香港映画を中心にしたアジア映画のよもやま話などを紹介

返還10周年

2007-06-29 19:28:17 | Weblog
今年は香港が中国に返還されて10周年。あっという間の10年でしたが、日本の新聞も現在の香港の状況などが記事で取り上げられています。
その中で、「あなたは何人ですか?」という質問に対して、「中国人である。」と答えた人が「香港人です。」という答えを上回ったそうです。香港返還前、イギリスの統治下であった香港は、“さまよえる中国人”といったほうがいいくらい、中華圏の中でも異質な存在であったと思います。その立場が、返還が近づくにつれて混乱を呼び、富裕層は海外へ移住しました。そして返還前後から経済が落ち込み、一時はSARS問題で揺れて、失業率が8%に達した時期もありましたが、現在は経済も順調であり、われわれが知っている香港ではない、いかがわしさと汚さがなくなってしまった香港がそこにあります。

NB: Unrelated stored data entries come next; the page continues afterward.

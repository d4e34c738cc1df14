//! Keycloak credential provider.
//!
//! Logs in with the `OAuth2` device authorization grant against a Keycloak
//! realm and renews with the refresh token grant. Endpoints are taken from
//! the realm's OIDC discovery document.

use std::fmt;
use std::sync::Arc;
use std::time::Duration;

use async_trait::async_trait;
use parking_lot::RwLock;
use reqwest::header::CONTENT_TYPE;
use serde::Deserialize;
use tokenrelay_application::ports::{
    Clock, CredentialError, CredentialProvider, LoginOutcome, RenewOutcome,
};
use tokenrelay_domain::{IdentitySettings, MinValidity, SslRequired, Token, TokenSet};
use tokio::time::Instant;
use tracing::{debug, info, warn};
use url::{Host, Url};

/// Content-Type for form-urlencoded data.
const FORM_CONTENT_TYPE: &str = "application/x-www-form-urlencoded";

/// Grant type of the device authorization flow.
const DEVICE_CODE_GRANT: &str = "urn:ietf:params:oauth:grant-type:device_code";

/// Added to the polling interval on every `slow_down` answer.
const SLOW_DOWN_STEP: Duration = Duration::from_secs(5);

/// Shortest wait between device token polls.
const MIN_POLL_INTERVAL: Duration = Duration::from_secs(default_poll_interval());

/// Token response from the token endpoint.
#[derive(Debug, Deserialize)]
struct TokenResponse {
    access_token: String,
    #[serde(default)]
    expires_in: Option<u64>,
    #[serde(default)]
    refresh_token: Option<String>,
}

/// `OAuth2` error response.
#[derive(Debug, Deserialize)]
struct TokenErrorResponse {
    error: String,
    #[serde(default)]
    error_description: Option<String>,
}

impl TokenErrorResponse {
    fn describe(self) -> String {
        match self.error_description {
            Some(description) => format!("{}: {description}", self.error),
            None => self.error,
        }
    }
}

/// Subset of the realm discovery document.
#[derive(Debug, Deserialize)]
struct DiscoveryDocument {
    token_endpoint: String,
    #[serde(default)]
    device_authorization_endpoint: Option<String>,
}

/// Answer of the token endpoint.
enum Grant {
    Issued(TokenResponse),
    Denied(TokenErrorResponse),
}

#[derive(Debug, Clone)]
struct Endpoints {
    token: Url,
    device_authorization: Url,
}

/// Device authorization issued by the realm, shown to the user during login.
#[derive(Debug, Clone, Deserialize)]
pub struct DeviceAuthorization {
    device_code: String,
    /// Code the user types on the verification page.
    pub user_code: String,
    /// Page where the user signs in.
    pub verification_uri: String,
    /// Verification page with the user code already filled in.
    #[serde(default)]
    pub verification_uri_complete: Option<String>,
    /// Seconds until the device code expires.
    pub expires_in: u64,
    /// Minimum seconds between token polls.
    #[serde(default = "default_poll_interval")]
    pub interval: u64,
}

const fn default_poll_interval() -> u64 {
    5
}

impl DeviceAuthorization {
    /// Link to open, preferring the pre-filled variant.
    #[must_use]
    pub fn link(&self) -> &str {
        self.verification_uri_complete
            .as_deref()
            .unwrap_or(&self.verification_uri)
    }
}

type Prompt = Arc<dyn Fn(&DeviceAuthorization) + Send + Sync>;

/// Credential provider backed by a Keycloak realm.
pub struct KeycloakProvider {
    settings: IdentitySettings,
    http_client: reqwest::Client,
    clock: Arc<dyn Clock>,
    prompt: Prompt,
    min_poll_interval: Duration,
    endpoints: RwLock<Option<Endpoints>>,
    tokens: RwLock<Option<TokenSet>>,
}

impl fmt::Debug for KeycloakProvider {
    fn fmt(&self, f: &mut fmt::Formatter<'_>) -> fmt::Result {
        f.debug_struct("KeycloakProvider")
            .field("realm", &self.settings.realm)
            .field("client_id", &self.settings.client_id)
            .field("logged_in", &self.tokens.read().is_some())
            .finish_non_exhaustive()
    }
}

impl KeycloakProvider {
    /// Creates a provider for the configured realm.
    ///
    /// The device login prompt goes to stderr; see [`Self::with_prompt`].
    #[must_use]
    pub fn new(settings: IdentitySettings, clock: Arc<dyn Clock>) -> Self {
        let http_client = reqwest::Client::builder()
            .timeout(settings.request_timeout())
            .redirect(reqwest::redirect::Policy::none())
            .build()
            .unwrap_or_else(|_| reqwest::Client::new());

        Self {
            settings,
            http_client,
            clock,
            prompt: Arc::new(print_prompt),
            min_poll_interval: MIN_POLL_INTERVAL,
            endpoints: RwLock::new(None),
            tokens: RwLock::new(None),
        }
    }

    /// Replaces the callback that shows the device code to the user.
    #[must_use]
    pub fn with_prompt(
        mut self,
        prompt: impl Fn(&DeviceAuthorization) + Send + Sync + 'static,
    ) -> Self {
        self.prompt = Arc::new(prompt);
        self
    }

    /// Lowers the floor applied to the realm's device polling interval.
    #[must_use]
    pub const fn with_min_poll_interval(mut self, floor: Duration) -> Self {
        self.min_poll_interval = floor;
        self
    }

    /// Current token bundle, if logged in.
    #[must_use]
    pub fn token_set(&self) -> Option<TokenSet> {
        self.tokens.read().clone()
    }

    fn endpoints(&self) -> Result<Endpoints, CredentialError> {
        self.endpoints.read().clone().ok_or_else(|| {
            CredentialError::Initialization("identity provider is not initialized".to_string())
        })
    }

    /// Enforces the realm's `ssl-required` policy on `url`.
    fn check_transport(&self, url: &Url) -> Result<(), CredentialError> {
        if url.scheme() == "https" {
            return Ok(());
        }
        let allowed = match self.settings.ssl_required {
            SslRequired::None => true,
            SslRequired::External => url.host().is_some_and(|host| is_local(&host)),
            SslRequired::All => false,
        };
        if allowed {
            Ok(())
        } else {
            Err(CredentialError::Initialization(format!(
                "{url} is not https but the realm requires SSL"
            )))
        }
    }

    fn client_params<'a>(&'a self, params: &mut Vec<(&'a str, &'a str)>) {
        params.push(("client_id", self.settings.client_id.as_str()));
        if let Some(secret) = self.settings.client_secret.as_deref() {
            params.push(("client_secret", secret));
        }
    }

    async fn post_form(
        &self,
        url: &Url,
        params: &[(&str, &str)],
    ) -> Result<reqwest::Response, CredentialError> {
        let body = serde_urlencoded::to_string(params).map_err(|e| {
            CredentialError::InvalidResponse(format!("failed to encode form: {e}"))
        })?;

        debug!(%url, "posting form");
        self.http_client
            .post(url.clone())
            .header(CONTENT_TYPE, FORM_CONTENT_TYPE)
            .body(body)
            .send()
            .await
            .map_err(|e| CredentialError::Network(e.to_string()))
    }

    async fn request_token(
        &self,
        url: &Url,
        params: &[(&str, &str)],
    ) -> Result<Grant, CredentialError> {
        let response = self.post_form(url, params).await?;
        let status = response.status();
        let text = response
            .text()
            .await
            .map_err(|e| CredentialError::Network(e.to_string()))?;

        if status.is_success() {
            return serde_json::from_str(&text).map(Grant::Issued).map_err(|e| {
                CredentialError::InvalidResponse(format!("failed to parse token response: {e}"))
            });
        }

        serde_json::from_str(&text).map(Grant::Denied).map_err(|_| {
            CredentialError::Rejected(format!("token request failed with {status}: {text}"))
        })
    }

    fn store(&self, response: TokenResponse) -> Result<(), CredentialError> {
        let access_token = Token::new(response.access_token)
            .map_err(|e| CredentialError::InvalidResponse(e.to_string()))?;

        let refresh_token = response
            .refresh_token
            .or_else(|| self.token_set().and_then(|previous| previous.refresh_token));
        let set = TokenSet::new(
            access_token,
            refresh_token,
            response.expires_in,
            self.clock.now(),
        );
        debug!(
            token = %set.access_token.preview(),
            expires_in = ?set.seconds_until_expiry(set.obtained_at),
            "token stored"
        );
        *self.tokens.write() = Some(set);
        Ok(())
    }

    async fn authorize_device(
        &self,
        endpoints: &Endpoints,
    ) -> Result<DeviceAuthorization, CredentialError> {
        self.check_transport(&endpoints.device_authorization)?;
        let mut params = vec![("scope", "openid")];
        self.client_params(&mut params);

        let response = self
            .post_form(&endpoints.device_authorization, &params)
            .await?;
        let status = response.status();
        if !status.is_success() {
            let text = response.text().await.unwrap_or_default();
            let message = serde_json::from_str::<TokenErrorResponse>(&text)
                .map_or_else(|_| format!("{status}: {text}"), TokenErrorResponse::describe);
            return Err(CredentialError::Rejected(format!(
                "device authorization failed: {message}"
            )));
        }

        response.json().await.map_err(|e| {
            CredentialError::InvalidResponse(format!("failed to parse device authorization: {e}"))
        })
    }
}

#[async_trait]
impl CredentialProvider for KeycloakProvider {
    async fn initialize(&self) -> Result<(), CredentialError> {
        let realm_url = self
            .settings
            .realm_url()
            .map_err(|e| CredentialError::Initialization(e.to_string()))?;
        let discovery_url = self
            .settings
            .discovery_url()
            .map_err(|e| CredentialError::Initialization(e.to_string()))?;
        self.check_transport(&discovery_url)?;

        debug!(url = %discovery_url, "fetching realm discovery document");
        let response = self
            .http_client
            .get(discovery_url.clone())
            .send()
            .await
            .map_err(|e| CredentialError::Initialization(format!("{discovery_url}: {e}")))?;
        if !response.status().is_success() {
            return Err(CredentialError::Initialization(format!(
                "{discovery_url} returned {}",
                response.status()
            )));
        }
        let document: DiscoveryDocument = response.json().await.map_err(|e| {
            CredentialError::Initialization(format!("invalid discovery document: {e}"))
        })?;

        let token = Url::parse(&document.token_endpoint)
            .map_err(|e| CredentialError::Initialization(format!("token endpoint: {e}")))?;
        let device_authorization = match document.device_authorization_endpoint {
            Some(raw) => Url::parse(&raw),
            None => realm_url.join("protocol/openid-connect/auth/device"),
        }
        .map_err(|e| CredentialError::Initialization(format!("device endpoint: {e}")))?;
        self.check_transport(&token)?;
        self.check_transport(&device_authorization)?;

        *self.endpoints.write() = Some(Endpoints {
            token,
            device_authorization,
        });
        info!(realm = %self.settings.realm, client_id = %self.settings.client_id, "identity provider initialized");
        Ok(())
    }

    async fn login(&self) -> Result<LoginOutcome, CredentialError> {
        let endpoints = self.endpoints()?;
        let device = self.authorize_device(&endpoints).await?;
        (self.prompt)(&device);

        // An expiry too large to represent never ends the wait.
        let deadline = Instant::now().checked_add(Duration::from_secs(device.expires_in));
        let mut interval = Duration::from_secs(device.interval).max(self.min_poll_interval);

        loop {
            tokio::time::sleep(interval).await;
            if deadline.is_some_and(|deadline| Instant::now() >= deadline) {
                info!("device code expired before the user signed in");
                return Ok(LoginOutcome::NotAuthenticated);
            }

            let mut params = vec![
                ("grant_type", DEVICE_CODE_GRANT),
                ("device_code", device.device_code.as_str()),
            ];
            self.client_params(&mut params);

            match self.request_token(&endpoints.token, &params).await? {
                Grant::Issued(response) => {
                    self.store(response)?;
                    return Ok(LoginOutcome::Authenticated);
                }
                Grant::Denied(denied) => match denied.error.as_str() {
                    "authorization_pending" => debug!("waiting for the user to sign in"),
                    "slow_down" => {
                        interval = interval.saturating_add(SLOW_DOWN_STEP);
                        debug!(?interval, "identity provider asked to slow down");
                    }
                    "access_denied" | "expired_token" => {
                        info!(reason = %denied.error, "user did not sign in");
                        return Ok(LoginOutcome::NotAuthenticated);
                    }
                    _ => return Err(CredentialError::Rejected(denied.describe())),
                },
            }
        }
    }

    async fn current_token(&self) -> Option<Token> {
        self.token_set().map(|set| set.access_token)
    }

    async fn renew(&self, min_validity: MinValidity) -> Result<RenewOutcome, CredentialError> {
        let current = self.token_set().ok_or(CredentialError::NoToken)?;
        if !current.needs_renewal(min_validity, self.clock.now()) {
            debug!(?min_validity, "token still valid, renewal skipped");
            return Ok(RenewOutcome::StillValid);
        }
        let refresh_token = current
            .refresh_token
            .ok_or(CredentialError::RenewalUnsupported)?;
        let endpoints = self.endpoints()?;

        let mut params = vec![
            ("grant_type", "refresh_token"),
            ("refresh_token", refresh_token.as_str()),
        ];
        self.client_params(&mut params);

        match self.request_token(&endpoints.token, &params).await? {
            Grant::Issued(response) => {
                self.store(response)?;
                Ok(RenewOutcome::Refreshed)
            }
            Grant::Denied(denied) => {
                warn!(error = %denied.error, "refresh token rejected");
                Err(CredentialError::Rejected(denied.describe()))
            }
        }
    }
}

/// Loopback, private and `*.localhost` hosts count as internal.
fn is_local(host: &Host<&str>) -> bool {
    match host {
        Host::Domain(domain) => *domain == "localhost" || domain.ends_with(".localhost"),
        Host::Ipv4(ip) => ip.is_loopback() || ip.is_private() || ip.is_link_local(),
        Host::Ipv6(ip) => ip.is_loopback(),
    }
}

fn print_prompt(device: &DeviceAuthorization) {
    eprintln!(
        "To sign in, open {} and enter the code {}",
        device.link(),
        device.user_code
    );
}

私が初めて香港に行ったのは1985年でしたが、その時、すごく印象に残っているのは地下鉄でした。レスリー・チャンの『君が好きだから』では、まだできたばかりの地下鉄を効果的に使っていますが、地下鉄の発券機がおつりをくれないことに驚いたのでした。日本はお金を入れて行き先の金額を押しますが、香港は行き先のボタンをまず押して、表示されている金額を入れるという、逆の発想の発券機だったために、ちょうどのお金がなくて、余分に入れたまんま行ってしまったという思い出があります。また、切符が何度でも使用できるようなカードだったというのも、すごく驚いた思い出があります。また、イップ・トン主演の『トップレディ』では、中環駅周辺にあるビルの1Fにあるファッションストリートを歩くヒロインの姿を見ながら、「あ、ここ歩いた。」なんて思いながらみたりしておりました。
昔の映画を見直すとすごく懐かしく思える香港ですが、10周年を迎えて今後どうゆう姿になっていくのか、映画界も昔に比べて弱体化している今、この先の動向に目が離せません。
そういえば、フェリーの中環駅が遠くになったと、この前香港に行った時に、もにかるさんと嘆いておりました。